- PROBLEM -
Find the word "display" in the listing, and copy out each line where it turns up.

START DATA LISTING

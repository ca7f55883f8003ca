// envkit: Typed access to environment variables
//
// SPDX-FileCopyrightText: 2026 Romeo Ahmed
// SPDX-License-Identifier: GPL-3.0-or-later

//! Logging for the `envkit` executable.
//!
//! ```text
//! init_logging(&LogSettings)
//!        |
//!        v
//!    registry
//!    |       |
//!    v       v
//! stderr    file (optional, appended)
//! compact   JSON lines
//! `level`   every envkit event
//!        |
//!        v
//!    LogGuard (flush on drop)
//!
//! LogLevel:  0=silent  1=error  2=warn  3=info  4=debug  5=trace
//! ```
//!
//! Command output owns stdout, so the console layer writes to stderr.

#[cfg(test)]
mod tests;

use std::fs::{File, OpenOptions};
use std::path::{Path, PathBuf};

use anyhow::Context;
use serde::{Deserialize, Serialize};
use tracing_appender::non_blocking::WorkerGuard;
use tracing_subscriber::filter::LevelFilter;
use tracing_subscriber::{EnvFilter, Layer, fmt, layer::SubscriberExt, util::SubscriberInitExt};

use crate::error::Result;

/// Directive for the file layer: everything this crate emits, nothing from dependencies.
const FILE_DIRECTIVE: &str = "envkit=trace";

/// Console verbosity, configured as a number from 0 to 5.
#[derive(
    Debug, Clone, Copy, Default, PartialEq, Eq, PartialOrd, Ord, Serialize, Deserialize,
)]
#[serde(try_from = "u8", into = "u8")]
#[repr(u8)]
pub enum LogLevel {
    Silent = 0,
    Error = 1,
    #[default]
    Warn = 2,
    Info = 3,
    Debug = 4,
    Trace = 5,
}

const LEVELS: [LogLevel; 6] = [
    LogLevel::Silent,
    LogLevel::Error,
    LogLevel::Warn,
    LogLevel::Info,
    LogLevel::Debug,
    LogLevel::Trace,
];

impl TryFrom<u8> for LogLevel {
    type Error = String;

    fn try_from(level: u8) -> std::result::Result<Self, String> {
        LEVELS
            .get(usize::from(level))
            .copied()
            .ok_or_else(|| format!("log level must be 0-5, got {level}"))
    }
}

impl From<LogLevel> for u8 {
    fn from(level: LogLevel) -> Self {
        level as Self
    }
}

impl From<LogLevel> for LevelFilter {
    fn from(level: LogLevel) -> Self {
        match level {
            LogLevel::Silent => Self::OFF,
            LogLevel::Error => Self::ERROR,
            LogLevel::Warn => Self::WARN,
            LogLevel::Info => Self::INFO,
            LogLevel::Debug => Self::DEBUG,
            LogLevel::Trace => Self::TRACE,
        }
    }
}

/// The `[log]` configuration section.
#[derive(Debug, Clone, Default, PartialEq, Eq, Serialize, Deserialize)]
#[serde(default, deny_unknown_fields)]
pub struct LogSettings {
    /// Console level.
    pub level: LogLevel,
    /// File receiving every envkit event as JSON lines.
    #[serde(skip_serializing_if = "Option::is_none")]
    pub file: Option<PathBuf>,
}

/// Keeps the file writer alive; pending lines are flushed on drop.
pub struct LogGuard {
    _file_guard: Option<WorkerGuard>,
}

/// Installs the global subscriber described by `settings`.
///
/// # Errors
///
/// Returns an error if the log file cannot be opened or a global subscriber
/// is already installed.
pub fn init_logging(settings: &LogSettings) -> Result<LogGuard> {
    let console_layer = fmt::layer()
        .compact()
        .with_writer(std::io::stderr)
        .with_target(false)
        .with_filter(LevelFilter::from(settings.level));

    let (file_layer, file_guard) = match settings.file.as_deref() {
        Some(path) => {
            let (writer, guard) = tracing_appender::non_blocking(open_log_file(path)?);
            let layer = fmt::layer()
                .json()
                .with_writer(writer)
                .with_filter(EnvFilter::new(FILE_DIRECTIVE));
            (Some(layer), Some(guard))
        }
        None => (None, None),
    };

    tracing_subscriber::registry()
        .with(console_layer)
        .with(file_layer)
        .try_init()
        .context("a global tracing subscriber is already installed")?;

    Ok(LogGuard {
        _file_guard: file_guard,
    })
}

/// Opens `path` for appending, creating it and its parent directories.
fn open_log_file(path: &Path) -> Result<File> {
    if let Some(parent) = path.parent()
        && !parent.as_os_str().is_empty()
    {
        std::fs::create_dir_all(parent)
            .with_context(|| format!("failed to create log directory {}", parent.display()))?;
    }

    OpenOptions::new()
        .create(true)
        .append(true)
        .open(path)
        .with_context(|| format!("failed to open log file {}", path.display()))
}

END DATA LISTING

- RESULT FOR THIS EXERCISE -
            .with_context(|| format!("failed to create log directory {}", parent.display()))?;
        .with_context(|| format!("failed to open log file {}", path.display()))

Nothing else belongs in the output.